For a moment the doctor thought he was lost in his memories again, but the panic that accompanied those moments didn’t come. Instead Leonard just whispered, “Leave me alone, please.”
He rubbed his now empty hand over his injured arm and then dug his fingers into the wounds, and that did it for M’Benga. With three long strides he reached his friend and took hold of his arms. McCoy was so weak and his wrists so thin, M’Benga could pin both of them against the wall with one hand while he fumbled for a hypo with the other.

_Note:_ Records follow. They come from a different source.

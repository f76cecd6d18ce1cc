use super::ButtonState;
use crate::raw::{codes, RawMouseButton, RawMouseMotion, RawMouseWheel};

/// Mouse buttons, numbered as the native library numbers them.
#[derive(Clone, Copy, Debug, PartialEq, Eq, Hash)]
pub enum MouseButton {
    Left,
    Middle,
    Right,
    X1,
    X2,
}

impl MouseButton {
    pub fn from_raw(button: u8) -> Option<Self> {
        match button {
            1 => Some(MouseButton::Left),
            2 => Some(MouseButton::Middle),
            3 => Some(MouseButton::Right),
            4 => Some(MouseButton::X1),
            5 => Some(MouseButton::X2),
            _ => None,
        }
    }

    pub fn to_raw(self) -> u8 {
        match self {
            MouseButton::Left => 1,
            MouseButton::Middle => 2,
            MouseButton::Right => 3,
            MouseButton::X1 => 4,
            MouseButton::X2 => 5,
        }
    }

    /// Bit of this button in a motion event's button mask.
    pub fn mask(self) -> u32 {
        1 << (self.to_raw() - 1)
    }
}

#[derive(Clone, Copy, Debug, PartialEq, Eq, Hash)]
pub enum MouseWheelDirection {
    Normal,
    Flipped,
}

event_variant! {
    /// Pointer moved.
    MouseMotionEvent(RawMouseMotion) => Event::MouseMotion, member = motion, default = codes::MOUSEMOTION
}

impl MouseMotionEvent {
    pub fn window_id(&self) -> u32 {
        self.raw.window_id
    }

    pub fn set_window_id(&mut self, id: u32) {
        self.raw.window_id = id;
    }

    /// Mouse instance id.
    pub fn which(&self) -> u32 {
        self.raw.which
    }

    pub fn set_which(&mut self, which: u32) {
        self.raw.which = which;
    }

    /// Mask of buttons held during the motion.
    pub fn state(&self) -> u32 {
        self.raw.state
    }

    pub fn set_state(&mut self, state: u32) {
        self.raw.state = state;
    }

    pub fn is_pressed(&self, button: MouseButton) -> bool {
        self.raw.state & button.mask() != 0
    }

    pub fn x(&self) -> i32 {
        self.raw.x
    }

    pub fn set_x(&mut self, x: i32) {
        self.raw.x = x;
    }

    pub fn y(&self) -> i32 {
        self.raw.y
    }

    pub fn set_y(&mut self, y: i32) {
        self.raw.y = y;
    }

    /// Relative motion along x since the previous motion event.
    pub fn dx(&self) -> i32 {
        self.raw.xrel
    }

    pub fn set_dx(&mut self, dx: i32) {
        self.raw.xrel = dx;
    }

    pub fn dy(&self) -> i32 {
        self.raw.yrel
    }

    pub fn set_dy(&mut self, dy: i32) {
        self.raw.yrel = dy;
    }
}

event_variant! {
    /// Mouse button pressed or released.
    MouseButtonEvent(RawMouseButton) => Event::MouseButton, member = button, default = codes::MOUSEBUTTONDOWN
}

impl MouseButtonEvent {
    pub fn window_id(&self) -> u32 {
        self.raw.window_id
    }

    pub fn set_window_id(&mut self, id: u32) {
        self.raw.window_id = id;
    }

    pub fn which(&self) -> u32 {
        self.raw.which
    }

    pub fn set_which(&mut self, which: u32) {
        self.raw.which = which;
    }

    /// `None` for button numbers outside the known set.
    pub fn button(&self) -> Option<MouseButton> {
        MouseButton::from_raw(self.raw.button)
    }

    pub fn set_button(&mut self, button: MouseButton) {
        self.raw.button = button.to_raw();
    }

    pub fn state(&self) -> ButtonState {
        ButtonState::from_raw(self.raw.state)
    }

    pub fn set_state(&mut self, state: ButtonState) {
        self.raw.state = state.to_raw();
    }

    pub fn is_pressed(&self) -> bool {
        self.state() == ButtonState::Pressed
    }

    pub fn is_released(&self) -> bool {
        self.state() == ButtonState::Released
    }

    /// 1 for single-click, 2 for double-click, and so on.
    pub fn clicks(&self) -> u8 {
        self.raw.clicks
    }

    pub fn set_clicks(&mut self, clicks: u8) {
        self.raw.clicks = clicks;
    }

    pub fn x(&self) -> i32 {
        self.raw.x
    }

    pub fn set_x(&mut self, x: i32) {
        self.raw.x = x;
    }

    pub fn y(&self) -> i32 {
        self.raw.y
    }

    pub fn set_y(&mut self, y: i32) {
        self.raw.y = y;
    }
}

event_variant! {
    /// Mouse wheel scrolled.
    MouseWheelEvent(RawMouseWheel) => Event::MouseWheel, member = wheel, default = codes::MOUSEWHEEL
}

impl MouseWheelEvent {
    pub fn window_id(&self) -> u32 {
        self.raw.window_id
    }

    pub fn set_window_id(&mut self, id: u32) {
        self.raw.window_id = id;
    }

    pub fn which(&self) -> u32 {
        self.raw.which
    }

    pub fn set_which(&mut self, which: u32) {
        self.raw.which = which;
    }

    /// Horizontal scroll; positive to the right.
    pub fn x(&self) -> i32 {
        self.raw.x
    }

    pub fn set_x(&mut self, x: i32) {
        self.raw.x = x;
    }

    /// Vertical scroll; positive away from the user.
    pub fn y(&self) -> i32 {
        self.raw.y
    }

    pub fn set_y(&mut self, y: i32) {
        self.raw.y = y;
    }

    pub fn direction(&self) -> MouseWheelDirection {
        if self.raw.direction == 1 {
            MouseWheelDirection::Flipped
        } else {
            MouseWheelDirection::Normal
        }
    }

    pub fn set_direction(&mut self, direction: MouseWheelDirection) {
        self.raw.direction = match direction {
            MouseWheelDirection::Normal => 0,
            MouseWheelDirection::Flipped => 1,
        };
    }
}
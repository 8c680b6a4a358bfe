//! Positional signer sequence with self-service replacement.

use std::num::NonZero;

use alloy_primitives::Address;
use arbitrary::Arbitrary;
use borsh::{BorshDeserialize, BorshSerialize};
use serde::{Deserialize, Serialize};

use crate::errors::RegistryError;

/// The ordered sequence of authorized signers and the approval threshold.
///
/// Positions are meaningful: replacement is addressed by slot, and the
/// sequence length never changes after construction. The threshold is
/// stored as `NonZero<u8>` to rule out a zero threshold at the type
/// level; it never changes either.
#[derive(Debug, Clone, PartialEq, Eq, Serialize, Deserialize)]
pub struct SignerRegistry {
    /// Identities of all authorized signers, slot-addressed.
    signers: Vec<Address>,
    /// Minimum number of distinct signer approvals required (always >= 1).
    threshold: NonZero<u8>,
}

/// Record emitted when a signer rotates its own slot.
#[derive(Debug, Clone, Copy, PartialEq, Eq, Serialize, Deserialize)]
pub struct SignerReplaced {
    /// The identity that previously occupied the slot.
    pub old_signer: Address,
    /// The identity now occupying the slot.
    pub new_signer: Address,
}

impl SignerRegistry {
    /// Creates a new registry.
    ///
    /// # Errors
    ///
    /// Returns `RegistryError` if:
    /// - `EmptySigners`: the signer list is empty
    /// - `DuplicateSigner`: an identity occurs more than once
    /// - `InvalidThreshold`: the threshold exceeds the signer count
    pub fn try_new(signers: Vec<Address>, threshold: NonZero<u8>) -> Result<Self, RegistryError> {
        if signers.is_empty() {
            return Err(RegistryError::EmptySigners);
        }

        for (slot, signer) in signers.iter().enumerate() {
            if signers[..slot].contains(signer) {
                return Err(RegistryError::DuplicateSigner(*signer));
            }
        }

        if threshold.get() as usize > signers.len() {
            return Err(RegistryError::InvalidThreshold {
                threshold: threshold.get(),
                total_signers: signers.len(),
            });
        }

        Ok(Self { signers, threshold })
    }

    /// All signer identities, in slot order.
    pub fn signers(&self) -> &[Address] {
        &self.signers
    }

    /// The signer occupying `position`, if any.
    pub fn signer_at(&self, position: usize) -> Option<Address> {
        self.signers.get(position).copied()
    }

    /// Whether `signer` occurs anywhere in the current sequence.
    pub fn is_member(&self, signer: &Address) -> bool {
        self.signers.contains(signer)
    }

    /// The approval threshold.
    pub fn threshold(&self) -> u8 {
        self.threshold.get()
    }

    /// Number of signer slots.
    pub fn len(&self) -> usize {
        self.signers.len()
    }

    /// Whether the registry holds no signers. Construction forbids this,
    /// so it only returns true for a default-ish registry deserialized
    /// from elsewhere.
    pub fn is_empty(&self) -> bool {
        self.signers.is_empty()
    }

    /// Replaces the signer at `position` with `new_signer`.
    ///
    /// Only the slot's current occupant may rotate it: this is
    /// self-service key rotation, not administration of other signers.
    /// Sequence length and threshold are untouched.
    ///
    /// # Errors
    ///
    /// Returns `RegistryError` if:
    /// - `PositionOutOfBounds`: `position` is beyond the sequence
    /// - `Unauthorized`: `caller` is not the occupant of `position`
    /// - `DuplicateSigner`: `new_signer` already occupies another slot
    pub fn replace(
        &mut self,
        position: usize,
        new_signer: Address,
        caller: Address,
    ) -> Result<SignerReplaced, RegistryError> {
        let old_signer = self
            .signer_at(position)
            .ok_or(RegistryError::PositionOutOfBounds {
                position,
                len: self.signers.len(),
            })?;

        if old_signer != caller {
            return Err(RegistryError::Unauthorized { position });
        }

        // Re-occupying the same slot with the same identity is fine;
        // landing on another slot's identity is not.
        if self
            .signers
            .iter()
            .enumerate()
            .any(|(slot, signer)| slot != position && *signer == new_signer)
        {
            return Err(RegistryError::DuplicateSigner(new_signer));
        }

        self.signers[position] = new_signer;
        Ok(SignerReplaced {
            old_signer,
            new_signer,
        })
    }

    /// Replaces the caller's own slot with `new_signer`.
    ///
    /// The slot is located from the caller's current position, so a
    /// signer only ever rotates itself.
    ///
    /// # Errors
    ///
    /// Returns `RegistryError` if:
    /// - `NotASigner`: `caller` holds no slot in the sequence
    /// - `DuplicateSigner`: `new_signer` already occupies another slot
    pub fn replace_self(
        &mut self,
        new_signer: Address,
        caller: Address,
    ) -> Result<SignerReplaced, RegistryError> {
        let position = self
            .signers
            .iter()
            .position(|signer| *signer == caller)
            .ok_or(RegistryError::NotASigner(caller))?;
        self.replace(position, new_signer, caller)
    }
}

impl BorshSerialize for SignerRegistry {
    fn serialize<W: std::io::Write>(&self, writer: &mut W) -> std::io::Result<()> {
        // Call through the trait: `serde::Serialize` is also in scope.
        BorshSerialize::serialize(&(self.signers.len() as u32), writer)?;
        for signer in &self.signers {
            writer.write_all(signer.as_slice())?;
        }
        BorshSerialize::serialize(&self.threshold.get(), writer)
    }
}

impl BorshDeserialize for SignerRegistry {
    fn deserialize_reader<R: std::io::Read>(reader: &mut R) -> std::io::Result<Self> {
        let count = u32::deserialize_reader(reader)?;
        let mut signers = Vec::with_capacity(count as usize);
        for _ in 0..count {
            let mut bytes = [0u8; 20];
            reader.read_exact(&mut bytes)?;
            signers.push(Address::from(bytes));
        }
        let threshold = u8::deserialize_reader(reader)?;
        let threshold = NonZero::new(threshold).ok_or_else(|| {
            std::io::Error::new(std::io::ErrorKind::InvalidData, "threshold must be nonzero")
        })?;
        // Route through construction so decoded registries uphold the
        // same invariants as built ones.
        SignerRegistry::try_new(signers, threshold)
            .map_err(|e| std::io::Error::new(std::io::ErrorKind::InvalidData, e.to_string()))
    }
}

impl<'a> Arbitrary<'a> for SignerRegistry {
    fn arbitrary(u: &mut arbitrary::Unstructured<'a>) -> arbitrary::Result<Self> {
        let count = u.int_in_range(1..=20usize)?;
        let mut signers = Vec::with_capacity(count);
        for slot in 0..count {
            let mut bytes = [0u8; 20];
            u.fill_buffer(&mut bytes)?;
            // Slot index in the last byte keeps the sequence duplicate-free.
            bytes[19] = slot as u8;
            signers.push(Address::from(bytes));
        }
        let threshold = u.int_in_range(1..=count as u8)?;
        let threshold = NonZero::new(threshold).expect("threshold is always >= 1");
        Ok(Self { signers, threshold })
    }
}
//! Signer identity recovery.

use alloy_primitives::{keccak256, Address, B256};
use secp256k1::{
    ecdsa::{RecoverableSignature, RecoveryId},
    Message, PublicKey, SECP256K1,
};

use crate::{errors::SignatureError, signature::ApprovalSignature};

/// Recovers the identity that produced `signature` over `digest`.
///
/// Deterministic and side-effect free: the same `(digest, signature)`
/// pair always yields the same identity, and no state is consulted
/// beyond the two inputs. The public key is recovered from the signature
/// itself, so it never needs to be supplied separately.
pub fn recover_signer(
    digest: &B256,
    signature: &ApprovalSignature,
) -> Result<Address, SignatureError> {
    let recovery_id = RecoveryId::from_i32(normalize_v(signature.v())? as i32)
        .map_err(|_| SignatureError::InvalidRecoveryId(signature.v()))?;

    let recoverable_sig = RecoverableSignature::from_compact(&signature.compact(), recovery_id)
        .map_err(|_| SignatureError::MalformedSignature)?;

    let message = Message::from_digest_slice(digest.as_slice())
        .map_err(|_| SignatureError::MalformedSignature)?;

    let pubkey = SECP256K1
        .recover_ecdsa(&message, &recoverable_sig)
        .map_err(|_| SignatureError::BadRecovery)?;

    Ok(signer_address(&pubkey))
}

/// Derives the signer identity for a public key: the last 20 bytes of
/// the keccak256 of the uncompressed key (without the 0x04 prefix byte).
pub fn signer_address(pubkey: &PublicKey) -> Address {
    let uncompressed = pubkey.serialize_uncompressed();
    let hash = keccak256(&uncompressed[1..]);
    Address::from_slice(&hash[12..])
}

/// Maps the recovery byte to a raw recovery id, accepting both raw (0/1)
/// and wallet-style (27/28) encodings.
fn normalize_v(v: u8) -> Result<u8, SignatureError> {
    match v {
        0 | 1 => Ok(v),
        27 | 28 => Ok(v - 27),
        other => Err(SignatureError::InvalidRecoveryId(other)),
    }
}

Leonard fought him, but still he did not panic at the rough contact when usually a hard stare was enough to send him over the edge. “No,” he said, pleaded. “Don’t. Please, don’t take it from me! I need to… I can…”
M’Benga found the hypo, but he also realised that he might actually get some explanations out of the other man if he gave him a chance to speak. “Okay,” he said. “I’m going to let you go now, as long as you promise not to harm yourself anymore. The moment your hand comes even close to those wounds you’ll be so full of sedatives you won’t move for a week. Understood?”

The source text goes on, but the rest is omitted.